Monday, August 24, 2015

The police and cop-cams

There's been a lot of good news over police body-cameras this year, suggesting that they are effective tools for collecting evidence while reducing both violence by and complaints against police. So why aren't they being used in New Zealand? Someone used FYI, the public OIA request site, to ask. The response was generally unhelpful, refusing to provide information because it was "publicly available" or given to them "in confidence" by foreign police services (while refusing to provide a list of withheld material allowing the requester to find it themselves or challenge the decision).

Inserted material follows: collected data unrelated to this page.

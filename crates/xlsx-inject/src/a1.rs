//! A1 coordinate math: column letters, cell references and range references.
//!
//! Everything here is 1-based, matching SpreadsheetML `r`/`ref` attributes.

use std::fmt;

use crate::error::{InjectError, Result};

/// Highest column index Excel accepts (`XFD`).
pub const MAX_COLUMN: u32 = 16_384;
/// Highest row number Excel accepts.
pub const MAX_ROW: u32 = 1_048_576;

/// Convert column letters (`A`, `Z`, `AA`, ...) into a 1-based column index.
///
/// Letters form a bijective base-26 number (`A=1 … Z=26`, no zero digit). Lower-case letters are
/// accepted.
pub fn column_letters_to_index(letters: &str) -> Result<u32> {
    if letters.is_empty() {
        return Err(InjectError::InvalidCoordinate(letters.to_string()));
    }

    let mut col: u32 = 0;
    for ch in letters.chars() {
        if !ch.is_ascii_alphabetic() {
            return Err(InjectError::InvalidCoordinate(letters.to_string()));
        }
        let digit = (ch.to_ascii_uppercase() as u8 - b'A' + 1) as u32;
        col = col
            .checked_mul(26)
            .and_then(|c| c.checked_add(digit))
            .filter(|c| *c <= MAX_COLUMN)
            .ok_or_else(|| InjectError::InvalidCoordinate(letters.to_string()))?;
    }
    Ok(col)
}

/// Convert a 1-based column index into column letters (`1 -> A`, `27 -> AA`).
pub fn column_index_to_letters(index: u32) -> Result<String> {
    if index == 0 || index > MAX_COLUMN {
        return Err(InjectError::InvalidCoordinate(format!("column {index}")));
    }

    let mut out = Vec::with_capacity(3);
    let mut n = index;
    while n > 0 {
        let rem = (n - 1) % 26;
        out.push(b'A' + rem as u8);
        n = (n - 1) / 26;
    }
    out.reverse();
    Ok(out.into_iter().map(char::from).collect())
}

/// A single cell coordinate (1-based row and column).
#[derive(Debug, Clone, Copy, PartialEq, Eq, Hash, PartialOrd, Ord)]
pub struct CellRef {
    pub row: u32,
    pub col: u32,
}

impl CellRef {
    /// Build a validated reference.
    pub fn new(row: u32, col: u32) -> Result<Self> {
        if row == 0 || row > MAX_ROW {
            return Err(InjectError::InvalidCoordinate(format!("row {row}")));
        }
        if col == 0 || col > MAX_COLUMN {
            return Err(InjectError::InvalidCoordinate(format!("column {col}")));
        }
        Ok(Self { row, col })
    }

    /// Parse `B3`, `$B$3` or `b3`.
    pub fn parse(a1: &str) -> Result<Self> {
        let invalid = || InjectError::InvalidCoordinate(a1.to_string());
        let trimmed = a1.trim();

        let mut letters = String::new();
        let mut digits = String::new();
        for ch in trimmed.chars() {
            match ch {
                '$' => continue,
                c if c.is_ascii_alphabetic() => {
                    if !digits.is_empty() {
                        return Err(invalid());
                    }
                    letters.push(c);
                }
                c if c.is_ascii_digit() => digits.push(c),
                _ => return Err(invalid()),
            }
        }
        if letters.is_empty() || digits.is_empty() {
            return Err(invalid());
        }

        let col = column_letters_to_index(&letters).map_err(|_| invalid())?;
        let row: u32 = digits.parse().map_err(|_| invalid())?;
        Self::new(row, col).map_err(|_| invalid())
    }

    /// Column part of the reference (`B3 -> "B"`).
    pub fn column_letters(&self) -> String {
        // `new`/`parse` keep `col` inside 1..=MAX_COLUMN.
        column_index_to_letters(self.col).unwrap_or_default()
    }
}

impl fmt::Display for CellRef {
    fn fmt(&self, f: &mut fmt::Formatter<'_>) -> fmt::Result {
        write!(f, "{}{}", self.column_letters(), self.row)
    }
}

/// Extract the column index from a cell `r` attribute, ignoring the row digits.
pub(crate) fn column_of_ref(cell_ref: &str) -> Option<u32> {
    let letters: String = cell_ref
        .chars()
        .filter(|c| *c != '$')
        .take_while(|c| c.is_ascii_alphabetic())
        .collect();
    column_letters_to_index(&letters).ok()
}

/// An inclusive rectangular range such as a worksheet `<dimension ref="A1:D10"/>`.
#[derive(Debug, Clone, Copy, PartialEq, Eq)]
pub struct RangeRef {
    pub start: CellRef,
    pub end: CellRef,
}

impl RangeRef {
    pub fn single(cell: CellRef) -> Self {
        Self {
            start: cell,
            end: cell,
        }
    }

    /// Parse `A1:D10` or a single-cell `A1`. Corners are normalized so `start` is top-left.
    pub fn parse(a1: &str) -> Result<Self> {
        let (left, right) = a1.split_once(':').unwrap_or((a1, a1));
        let a = CellRef::parse(left)?;
        let b = CellRef::parse(right)?;
        Ok(Self {
            start: CellRef {
                row: a.row.min(b.row),
                col: a.col.min(b.col),
            },
            end: CellRef {
                row: a.row.max(b.row),
                col: a.col.max(b.col),
            },
        })
    }

    pub fn contains(&self, cell: CellRef) -> bool {
        (self.start.row..=self.end.row).contains(&cell.row)
            && (self.start.col..=self.end.col).contains(&cell.col)
    }

    pub fn contains_range(&self, other: &RangeRef) -> bool {
        self.contains(other.start) && self.contains(other.end)
    }

    /// Smallest range covering both `self` and `cell`.
    pub fn expanded_to(&self, cell: CellRef) -> Self {
        Self {
            start: CellRef {
                row: self.start.row.min(cell.row),
                col: self.start.col.min(cell.col),
            },
            end: CellRef {
                row: self.end.row.max(cell.row),
                col: self.end.col.max(cell.col),
            },
        }
    }
}

impl fmt::Display for RangeRef {
    fn fmt(&self, f: &mut fmt::Formatter<'_>) -> fmt::Result {
        write!(f, "{}:{}", self.start, self.end)
    }
}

But it did produce three files: a briefing note from 2008 proposing a trial of "Body worn video surveillance", a Police Executive meeting report from September 2013 considering a new trial proposal, and an "Initial Concept Paper" from December 2014 assessing their technological options. Key information:
  • Police interest in bodycams is being driven by the need to replace tasercams. Apparently the tasercam relies on its power-source, but this is flakey, meaning that "as... Tasers age, the battery condition deteriorates which can corrupt the camera footage and affect its operational & evidential credibility". The police recognise that there is absolutely no going back on tasercams (if only they had gun-cams too!), so they're looking at using body or head-mounted cameras as a replacement.
  • Incidentally, police tasercam footage is all held in an offshore cloud service, evidence.com. That's... interesting (it poses huge privacy implications around sensitive material), but it has also produced technological lock-in, meaning a sole-source procurement (and the police getting rorted as a result).
  • The limited trials they've done so far appear to have been successful, and attitudes from police are positive: "those few staff that have already trialled a body worn camera system endorse the use of body worn cameras 100%". That's very good to see. Unfortunately, all the management feedback on the idea has been redacted, without any reason given.
  • They appear to be moving towards a trial deployment in Auckland sometime this year.

So once again a positive story, though it once again highlights just how awful the police are at responding to OIA requests.